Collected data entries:
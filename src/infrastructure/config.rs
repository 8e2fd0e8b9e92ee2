use crate::domain::models::{SeniorField, WritePolicy};
use crate::infrastructure::error::InfraError;
use chrono_tz::Tz;
use std::collections::HashMap;
use std::fs;
use std::path::Path;

const APP_JSON: &str = "app.json";
const TOGGLES_JSON: &str = "toggles.json";
const DEFAULT_LOG_LEVEL: &str = "info";

#[derive(Debug, Clone, PartialEq, Eq)]
pub struct AppConfig {
    pub timezone: Tz,
    pub log_level: String,
    pub brain_games_policy: WritePolicy,
    pub health_quiz_policy: WritePolicy,
}

impl Default for AppConfig {
    fn default() -> Self {
        Self {
            timezone: Tz::UTC,
            log_level: DEFAULT_LOG_LEVEL.to_string(),
            brain_games_policy: WritePolicy::Serialized,
            health_quiz_policy: WritePolicy::Serialized,
        }
    }
}

impl AppConfig {
    pub fn write_policy(&self, field: SeniorField) -> WritePolicy {
        match field {
            SeniorField::BrainGamesEnabled => self.brain_games_policy,
            SeniorField::HealthQuizEnabled => self.health_quiz_policy,
        }
    }
}

fn toggle_key(field: SeniorField) -> &'static str {
    match field {
        SeniorField::BrainGamesEnabled => "brainGames",
        SeniorField::HealthQuizEnabled => "healthQuiz",
    }
}

fn default_files() -> HashMap<&'static str, serde_json::Value> {
    HashMap::from([
        (
            APP_JSON,
            serde_json::json!({
                "schema": 1,
                "appName": "CheckIn",
                "timezone": "UTC",
                "logLevel": DEFAULT_LOG_LEVEL
            }),
        ),
        (
            TOGGLES_JSON,
            serde_json::json!({
                "schema": 1,
                "brainGames": { "writePolicy": "serialized" },
                "healthQuiz": { "writePolicy": "serialized" }
            }),
        ),
    ])
}

pub fn ensure_default_configs(config_dir: &Path) -> Result<(), InfraError> {
    for (name, value) in default_files() {
        let path = config_dir.join(name);
        if !path.exists() {
            let formatted = serde_json::to_string_pretty(&value)?;
            fs::write(path, format!("{formatted}\n"))?;
        }
    }
    Ok(())
}

fn read_config(path: &Path) -> Result<serde_json::Value, InfraError> {
    let raw = fs::read_to_string(path)?;
    let parsed: serde_json::Value = serde_json::from_str(&raw)?;
    let schema = parsed
        .get("schema")
        .and_then(serde_json::Value::as_u64)
        .ok_or_else(|| InfraError::InvalidConfig(format!("missing schema in {}", path.display())))?;
    if schema != 1 {
        return Err(InfraError::InvalidConfig(format!(
            "unsupported schema {} in {}",
            schema,
            path.display()
        )));
    }
    Ok(parsed)
}

pub fn load_app_config(config_dir: &Path) -> Result<AppConfig, InfraError> {
    Ok(AppConfig {
        timezone: read_timezone(config_dir)?,
        log_level: read_log_level(config_dir)?,
        brain_games_policy: read_write_policy(config_dir, SeniorField::BrainGamesEnabled)?,
        health_quiz_policy: read_write_policy(config_dir, SeniorField::HealthQuizEnabled)?,
    })
}

pub fn read_timezone(config_dir: &Path) -> Result<Tz, InfraError> {
    let app = read_config(&config_dir.join(APP_JSON))?;
    let Some(name) = app
        .get("timezone")
        .and_then(serde_json::Value::as_str)
        .map(str::trim)
        .filter(|value| !value.is_empty())
    else {
        return Ok(Tz::UTC);
    };
    name.parse::<Tz>()
        .map_err(|error| InfraError::InvalidConfig(format!("invalid timezone '{name}': {error}")))
}

pub fn read_log_level(config_dir: &Path) -> Result<String, InfraError> {
    let app = read_config(&config_dir.join(APP_JSON))?;
    let level = app
        .get("logLevel")
        .and_then(serde_json::Value::as_str)
        .map(str::trim)
        .filter(|value| !value.is_empty())
        .unwrap_or(DEFAULT_LOG_LEVEL);
    Ok(level.to_string())
}

pub fn read_write_policy(config_dir: &Path, field: SeniorField) -> Result<WritePolicy, InfraError> {
    let toggles = read_config(&config_dir.join(TOGGLES_JSON))?;
    let Some(raw) = toggles
        .get(toggle_key(field))
        .and_then(|toggle| toggle.get("writePolicy"))
        .and_then(serde_json::Value::as_str)
    else {
        return Ok(WritePolicy::default());
    };
    WritePolicy::parse(raw).ok_or_else(|| {
        InfraError::InvalidConfig(format!(
            "unknown writePolicy '{raw}' for {}",
            toggle_key(field)
        ))
    })
}

pub fn save_write_policy(
    config_dir: &Path,
    field: SeniorField,
    policy: WritePolicy,
) -> Result<(), InfraError> {
    let path = config_dir.join(TOGGLES_JSON);
    let mut toggles = read_config(&path)?;
    let object = toggles.as_object_mut().ok_or_else(|| {
        InfraError::InvalidConfig(format!("invalid object structure in {}", path.display()))
    })?;
    let toggle = object
        .entry(toggle_key(field))
        .or_insert_with(|| serde_json::json!({}));
    let toggle_object = toggle.as_object_mut().ok_or_else(|| {
        InfraError::InvalidConfig(format!(
            "invalid {} object structure in {}",
            toggle_key(field),
            path.display()
        ))
    })?;
    toggle_object.insert(
        "writePolicy".to_string(),
        serde_json::Value::String(policy.as_str().to_string()),
    );

    let formatted = serde_json::to_string_pretty(&toggles)?;
    fs::write(path, format!("{formatted}\n"))?;
    Ok(())
}
pub mod bootstrap;
pub mod identity;
pub mod monthly_calendar;
pub mod session;
pub mod toggle_setting;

Required work: Each record above needs to be set down again, word for word.

Output of the exercise:
filename src/infrastructure/config.rs
repository 8e2fd0e8b9e92ee2
use crate::domain::models::{SeniorField, WritePolicy};
use crate::infrastructure::error::InfraError;
use chrono_tz::Tz;
use std::collections::HashMap;
use std::fs;
use std::path::Path;

const APP_JSON: &str = "app.json";
const TOGGLES_JSON: &str = "toggles.json";
const DEFAULT_LOG_LEVEL: &str = "info";

#[derive(Debug, Clone, PartialEq, Eq)]
pub struct AppConfig {
    pub timezone: Tz,
    pub log_level: String,
    pub brain_games_policy: WritePolicy,
    pub health_quiz_policy: WritePolicy,
}

impl Default for AppConfig {
    fn default() -> Self {
        Self {
            timezone: Tz::UTC,
            log_level: DEFAULT_LOG_LEVEL.to_string(),
            brain_games_policy: WritePolicy::Serialized,
            health_quiz_policy: WritePolicy::Serialized,
        }
    }
}

impl AppConfig {
    pub fn write_policy(&self, field: SeniorField) -> WritePolicy {
        match field {
            SeniorField::BrainGamesEnabled => self.brain_games_policy,
            SeniorField::HealthQuizEnabled => self.health_quiz_policy,
        }
    }
}

fn toggle_key(field: SeniorField) -> &'static str {
    match field {
        SeniorField::BrainGamesEnabled => "brainGames",
        SeniorField::HealthQuizEnabled => "healthQuiz",
    }
}

fn default_files() -> HashMap<&'static str, serde_json::Value> {
    HashMap::from([
        (
            APP_JSON,
            serde_json::json!({
                "schema": 1,
                "appName": "CheckIn",
                "timezone": "UTC",
                "logLevel": DEFAULT_LOG_LEVEL
            }),
        ),
        (
            TOGGLES_JSON,
            serde_json::json!({
                "schema": 1,
                "brainGames": { "writePolicy": "serialized" },
                "healthQuiz": { "writePolicy": "serialized" }
            }),
        ),
    ])
}

pub fn ensure_default_configs(config_dir: &Path) -> Result<(), InfraError> {
    for (name, value) in default_files() {
        let path = config_dir.join(name);
        if !path.exists() {
            let formatted = serde_json::to_string_pretty(&value)?;
            fs::write(path, format!("{formatted}\n"))?;
        }
    }
    Ok(())
}

fn read_config(path: &Path) -> Result<serde_json::Value, InfraError> {
    let raw = fs::read_to_string(path)?;
    let parsed: serde_json::Value = serde_json::from_str(&raw)?;
    let schema = parsed
        .get("schema")
        .and_then(serde_json::Value::as_u64)
        .ok_or_else(|| InfraError::InvalidConfig(format!("missing schema in {}", path.display())))?;
    if schema != 1 {
        return Err(InfraError::InvalidConfig(format!(
            "unsupported schema {} in {}",
            schema,
            path.display()
        )));
    }
    Ok(parsed)
}

pub fn load_app_config(config_dir: &Path) -> Result<AppConfig, InfraError> {
    Ok(AppConfig {
        timezone: read_timezone(config_dir)?,
        log_level: read_log_level(config_dir)?,
        brain_games_policy: read_write_policy(config_dir, SeniorField::BrainGamesEnabled)?,
        health_quiz_policy: read_write_policy(config_dir, SeniorField::HealthQuizEnabled)?,
    })
}

pub fn read_timezone(config_dir: &Path) -> Result<Tz, InfraError> {
    let app = read_config(&config_dir.join(APP_JSON))?;
    let Some(name) = app
        .get("timezone")
        .and_then(serde_json::Value::as_str)
        .map(str::trim)
        .filter(|value| !value.is_empty())
    else {
        return Ok(Tz::UTC);
    };
    name.parse::<Tz>()
        .map_err(|error| InfraError::InvalidConfig(format!("invalid timezone '{name}': {error}")))
}

pub fn read_log_level(config_dir: &Path) -> Result<String, InfraError> {
    let app = read_config(&config_dir.join(APP_JSON))?;
    let level = app
        .get("logLevel")
        .and_then(serde_json::Value::as_str)
        .map(str::trim)
        .filter(|value| !value.is_empty())
        .unwrap_or(DEFAULT_LOG_LEVEL);
    Ok(level.to_string())
}

pub fn read_write_policy(config_dir: &Path, field: SeniorField) -> Result<WritePolicy, InfraError> {
    let toggles = read_config(&config_dir.join(TOGGLES_JSON))?;
    let Some(raw) = toggles
        .get(toggle_key(field))
        .and_then(|toggle| toggle.get("writePolicy"))
        .and_then(serde_json::Value::as_str)
    else {
        return Ok(WritePolicy::default());
    };
    WritePolicy::parse(raw).ok_or_else(|| {
        InfraError::InvalidConfig(format!(
            "unknown writePolicy '{raw}' for {}",
            toggle_key(field)
        ))
    })
}

pub fn save_write_policy(
    config_dir: &Path,
    field: SeniorField,
    policy: WritePolicy,
) -> Result<(), InfraError> {
    let path = config_dir.join(TOGGLES_JSON);
    let mut toggles = read_config(&path)?;
    let object = toggles.as_object_mut().ok_or_else(|| {
        InfraError::InvalidConfig(format!("invalid object structure in {}", path.display()))
    })?;
    let toggle = object
        .entry(toggle_key(field))
        .or_insert_with(|| serde_json::json!({}));
    let toggle_object = toggle.as_object_mut().ok_or_else(|| {
        InfraError::InvalidConfig(format!(
            "invalid {} object structure in {}",
            toggle_key(field),
            path.display()
        ))
    })?;
    toggle_object.insert(
        "writePolicy".to_string(),
        serde_json::Value::String(policy.as_str().to_string()),
    );

    let formatted = serde_json::to_string_pretty(&toggles)?;
    fs::write(path, format!("{formatted}\n"))?;
    Ok(())
}
pub mod bootstrap;
pub mod identity;
pub mod monthly_calendar;
pub mod session;
pub mod toggle_setting;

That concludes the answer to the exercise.